◆ **Records for the exercise**:
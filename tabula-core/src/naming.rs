//! Identifier normalization for generated code.
//!
//! Every function here takes a snake_case database identifier and is total:
//! empty segments produced by leading, trailing or doubled underscores are
//! dropped rather than rejected.

fn segments(s: &str) -> impl Iterator<Item = &str> {
    s.split('_').filter(|part| !part.is_empty())
}

/// Convert a snake_case identifier to UpperCamelCase (e.g., "user_role" -> "UserRole")
pub fn to_upper_camel(s: &str) -> String {
    segments(s)
        .map(|part| {
            let mut chars = part.chars();
            match chars.next() {
                None => String::new(),
                Some(c) => c.to_uppercase().chain(chars).collect(),
            }
        })
        .collect()
}

/// Convert a snake_case identifier to lowerCamelCase (e.g., "created_at" -> "createdAt")
pub fn to_lower_camel(s: &str) -> String {
    let upper = to_upper_camel(s);
    let mut chars = upper.chars();
    match chars.next() {
        None => String::new(),
        Some(c) => c.to_lowercase().chain(chars).collect(),
    }
}

/// Convert a snake_case identifier to UPPER_SNAKE_CASE (e.g., "in_review" -> "IN_REVIEW")
pub fn to_upper_snake(s: &str) -> String {
    segments(s)
        .map(|part| part.to_uppercase())
        .collect::<Vec<_>>()
        .join("_")
}

/// Whether an enum literal is an integer, in which case it carries its own ordinal.
pub fn is_integer_literal(s: &str) -> bool {
    s.parse::<i64>().is_ok()
}

#[cfg(test)]
mod tests {
    use super::*;

    #[test]
    fn test_to_upper_camel() {
        assert_eq!(to_upper_camel("user"), "User");
        assert_eq!(to_upper_camel("user_role"), "UserRole");
        assert_eq!(to_upper_camel("flyway_schema_history"), "FlywaySchemaHistory");
        assert_eq!(to_upper_camel("address_v2"), "AddressV2");
        assert_eq!(to_upper_camel(""), "");
    }

    #[test]
    fn test_to_lower_camel() {
        assert_eq!(to_lower_camel("id"), "id");
        assert_eq!(to_lower_camel("created_at"), "createdAt");
        assert_eq!(to_lower_camel("last_login_ip"), "lastLoginIp");
        assert_eq!(to_lower_camel(""), "");
    }

    #[test]
    fn test_to_upper_snake() {
        assert_eq!(to_upper_snake("active"), "ACTIVE");
        assert_eq!(to_upper_snake("in_review"), "IN_REVIEW");
        assert_eq!(to_upper_snake("42"), "42");
    }

    #[test]
    fn test_empty_segments_are_dropped() {
        assert_eq!(to_upper_camel("_user__role_"), "UserRole");
        assert_eq!(to_lower_camel("__created_at"), "createdAt");
        assert_eq!(to_upper_snake("a__b"), "A_B");
    }

    #[test]
    fn test_camel_forms_differ_only_in_first_char() {
        for ident in ["id", "user_id", "created_at", "a_b_c", "x1_y2", "order_2024_q1"] {
            let upper = to_upper_camel(ident);
            let lower = to_lower_camel(ident);

            assert!(upper.starts_with(|c: char| c.is_ascii_uppercase()));
            assert!(lower.starts_with(|c: char| c.is_ascii_lowercase()));
            assert_eq!(upper[1..], lower[1..]);
            assert!(upper[..1].eq_ignore_ascii_case(&lower[..1]));
        }
    }

    #[test]
    fn test_is_integer_literal() {
        assert!(is_integer_literal("1"));
        assert!(is_integer_literal("-7"));
        assert!(!is_integer_literal("1.5"));
        assert!(!is_integer_literal("active"));
        assert!(!is_integer_literal(""));
    }
}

◆ **Task description**: Going through the entries above, show each line that contains "String".

◆ **Response to the exercise**:
pub fn to_upper_camel(s: &str) -> String {
                None => String::new(),
pub fn to_lower_camel(s: &str) -> String {
        None => String::new(),
pub fn to_upper_snake(s: &str) -> String {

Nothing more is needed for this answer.